Now create a list of binary arrays by applying the 'create_array' function. For each recipe, there is 'ingredient_indices,' a list of the indices associated with every ingredient in the recipe. Then, this 'ingredients_indices' list is used to create the binary array for the recipe.

After this, the 'array_list' will contain the binary arrays for every recipes in the 'official_recipes_df' DataFrame, in order.

I then create another column for 'official_recipes_df,' called 'Vector String', which contains this list of binary arrays.

In [15]:
# Initialize 'array_list' to contain the binary array list for each recipe, in the order they present in
# 'official_recipes_df'. Then, 'array_list_strings' contains the list of the string versions of the binary array.
# This will be useful later, because SQLite cannot comprehend a database with lists as elements.
array_list = []
array_list_strings = []

# Iterate over every recipe.
for i in range(len(official_recipes_df['Name'])):
    ingredient_indices = []
    # Create 'curr_ingredient_list' to contain the ingredient list for a particular recipe.
    curr_ingredient_list = official_recipes_df['Ingredient'][i]
    for ingredient in curr_ingredient_list:
        if ingredient in ingredient_index_dict:
            ingredient_index = ingredient_index_dict[ingredient]
        # Use 'ingredient_indices' to store the indices associated with the ingredients for a particular recipe.
        ingredient_indices.append(ingredient_index)

    # Get the binary array and binary array string associated with a particular recipe.
    binary_array, recipe_binary_string = create_array(ingredient_indices)

    # Append the binary array to 'array_list'.
    array_list.append(binary_array)
    array_list_strings.append(recipe_binary_string)

# Create a new column in the DataFrame which contains the string versions of the binary arrays.
official_recipes_df['Vector String'] = array_list_strings

# Connect to SQLite Database

Now I create and connect to a SQLite database, and insert the data from the 'official_recipes_df2' into this database. This will be necessary for the SQL querying that will be performed later.

Note that I have to use the DataFrame 'official_recipes_df2' for this, which is a copy of 'official_recipes_df' but without the 'Ingredient' column. Having this column was useful for creating the 'Vector String' column. However, it is no longer necessary and because it contains lists, it does not work with SQL, so I remove it.

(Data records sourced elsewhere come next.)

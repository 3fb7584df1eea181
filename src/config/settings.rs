// Copyright 2025 Kirky.X
//
// Licensed under the Apache License, Version 2.0 (the "License");
// you may not use this file except in compliance with the License.
// You may obtain a copy of the License at
//
//     http://www.apache.org/licenses/LICENSE-2.0
//
// Unless required by applicable law or agreed to in writing, software
// distributed under the License is distributed on an "AS IS" BASIS,
// WITHOUT WARRANTIES OR CONDITIONS OF ANY KIND, either express or implied.
// See the License for the specific language governing permissions and
// limitations under the License.

use config::builder::DefaultState;
use config::{Config, ConfigBuilder, ConfigError, Environment, File};
use serde::Deserialize;
use std::time::Duration;

/// 应用程序配置设置
///
/// 包含缓存接口、预热、代理筛选和指标等所有配置项
#[derive(Debug, Clone, Deserialize)]
pub struct Settings {
    /// 缓存接口配置
    pub api: ApiSettings,
    /// 预热配置
    pub warming: WarmingSettings,
    /// 代理筛选配置
    pub proxy: ProxySettings,
    /// 指标配置
    #[serde(default)]
    pub metrics: MetricsSettings,
}

/// 缓存接口配置设置
#[derive(Debug, Clone, Deserialize)]
pub struct ApiSettings {
    /// 接口基础地址
    pub base_url: String,
    /// 区域代码
    pub region: String,
    /// 单次请求超时时间（秒）
    pub request_timeout_secs: u64,
}

/// 预热配置设置
#[derive(Debug, Clone, Deserialize)]
pub struct WarmingSettings {
    /// 轮询基础间隔（秒）
    pub poll_delay_secs: f64,
    /// 每个地址的最大尝试次数
    pub max_attempts: u32,
    /// 请求之间的固定间隔（秒）
    pub throttle_secs: f64,
    /// 是否同时预热搜索接口
    pub warm_search: bool,
    /// 公会列表
    pub guilds: Vec<String>,
    /// 失败列表输出目录
    pub output_dir: String,
    /// 档案失败列表文件名
    pub failed_profiles_file: String,
    /// 搜索失败列表文件名
    pub failed_searches_file: String,
}

/// 代理筛选配置设置
#[derive(Debug, Clone, Deserialize)]
pub struct ProxySettings {
    /// 代理列表地址
    pub source_url: String,
    /// 代理列表下载超时时间（秒）
    pub source_timeout_secs: u64,
    /// 探测目标地址
    pub test_url: String,
    /// 最多探测的代理数
    pub limit: usize,
    /// 单次探测超时时间（秒）
    pub timeout_secs: u64,
    /// 探测之间的间隔（秒）
    pub throttle_secs: f64,
    /// 可用代理输出文件
    pub output_path: String,
}

/// 指标配置设置
#[derive(Debug, Clone, Default, Deserialize)]
pub struct MetricsSettings {
    /// Prometheus 导出器监听地址，未设置时不启用
    pub listen_addr: Option<String>,
}

impl WarmingSettings {
    pub fn poll_delay(&self) -> Duration {
        secs(self.poll_delay_secs)
    }

    pub fn throttle(&self) -> Duration {
        secs(self.throttle_secs)
    }
}

impl ProxySettings {
    pub fn timeout(&self) -> Duration {
        Duration::from_secs(self.timeout_secs)
    }

    pub fn source_timeout(&self) -> Duration {
        Duration::from_secs(self.source_timeout_secs)
    }

    pub fn throttle(&self) -> Duration {
        secs(self.throttle_secs)
    }
}

impl ApiSettings {
    pub fn request_timeout(&self) -> Duration {
        Duration::from_secs(self.request_timeout_secs)
    }
}

// negative or NaN values clamp to zero
fn secs(value: f64) -> Duration {
    Duration::try_from_secs_f64(value).unwrap_or(Duration::ZERO)
}

impl Settings {
    /// 创建新的配置实例
    ///
    /// 依次加载默认值、`config/default`、`config/{APP_ENVIRONMENT}`
    /// 和 `BDO_PREWARM__` 前缀的环境变量
    ///
    /// # Returns
    ///
    /// * `Ok(Settings)` - 成功加载的配置
    /// * `Err(ConfigError)` - 配置加载失败
    pub fn new() -> Result<Self, ConfigError> {
        let env = std::env::var("APP_ENVIRONMENT").unwrap_or_else(|_| "default".to_string());
        let builder = Self::defaults()?
            .add_source(File::with_name("config/default").required(false))
            .add_source(File::with_name(&format!("config/{}", env)).required(false))
            .add_source(
                Environment::with_prefix("BDO_PREWARM")
                    .separator("__")
                    .list_separator(",")
                    .with_list_parse_key("warming.guilds")
                    .try_parsing(true),
            );

        builder.build()?.try_deserialize()
    }

    /// 只包含默认值的配置构建器
    pub fn defaults() -> Result<ConfigBuilder<DefaultState>, ConfigError> {
        Config::builder()
            // Default API settings
            .set_default("api.base_url", "http://localhost:8001")?
            .set_default("api.region", "EU")?
            .set_default("api.request_timeout_secs", 30)?
            // Default warming settings
            .set_default("warming.poll_delay_secs", 2.0)?
            .set_default("warming.max_attempts", 20)?
            .set_default("warming.throttle_secs", 0.2)?
            .set_default("warming.warm_search", false)?
            .set_default("warming.guilds", Vec::<String>::new())?
            .set_default("warming.output_dir", ".")?
            .set_default("warming.failed_profiles_file", "failed_profiles.txt")?
            .set_default("warming.failed_searches_file", "failed_searches.txt")?
            // Default proxy settings
            .set_default(
                "proxy.source_url",
                "https://raw.githubusercontent.com/fyvri/fresh-proxy-list/archive/storage/classic/https.txt",
            )?
            .set_default("proxy.source_timeout_secs", 30)?
            .set_default(
                "proxy.test_url",
                "https://www.naeu.playblackdesert.com/en-US/Adventure/Guild",
            )?
            .set_default("proxy.limit", 50)?
            .set_default("proxy.timeout_secs", 8)?
            .set_default("proxy.throttle_secs", 0.2)?
            .set_default("proxy.output_path", "working_proxies.txt")
    }
}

I also rename the vector column.

The 'official_recipes_df2' has the columns 'Links', 'Name', and 'Vector_String'. I then insert it into the SQLite database, calling it 'links_table.'

In [16]:
official_recipes_df2 = official_recipes_df.copy()

# Rename the vector to make it compatible.
official_recipes_df2.rename(columns={'Vector String': 'Vector_String'}, inplace=True)

# Drop this column as it contains lists, and SQLite cannot handle this format.
official_recipes_df2.drop('Ingredient', axis=1, inplace=True)

In [17]:
#Create and connect to the SQLite database
conn = sqlite3.connect('links.db')
c = conn.cursor()

#Insert the data from the recipes dataframe into the SQLite database
official_recipes_df2.to_sql('links_table', conn, if_exists='replace', index=False)

# Commit changes and close the connection
conn.commit()
conn.close()

# Helper Functions

The function below, 'get_similar_recipe,' calculates cosine similarity. This will be necessary later, when sorting a subset of recipes by their similarity to the user's specifications.  

In [18]:
def get_similar_recipe(links: list, desired_array: list, array_list: list) -> pd.DataFrame:
    """
    There is a subset of recipes which fits the mandatory requirements (contain all mandatory ingredients and exclude
    all unwanted ingredients). This function takes the links for these recipes. Additionally, it takes
    'desired array' (the binary array associated with all the user's requested ingredients) and 'array_list'
    (list of binary arrays associated with the recipes in the subset). It performs a Cosine Similarity between
    the 'desired_array' and 'array_list', thus producing a DataFrame sorted in descending order in terms of Cosine
    Similarity. In other words, it produces a list of links, sorted based on their similarity to the user's
    specifications. Since all the recipes returned fit the mandatory requirements, the order of the recipes is
    based on whether the recipe also has the optional ingredients. Recipes which contain the user's specified
    optional ingredients, and as few extra ingredients as possible, are at the top of the list.

    Parameters: List of links, list of integers (binary array), and list of binary arrays

    Returns: DataFrame of links to recipes, sorted in descending order with regards to their Cosine similarity
    """
    # Converts the desired array (array associated with user ingredient specifications) to a numPy aray. Does the
    # same for all the binary arrays associated with all the subset of recipes which fit the mandatory requirements.
    target_array = np.array(desired_array)
    arrays_in_dataframe = np.array(array_list)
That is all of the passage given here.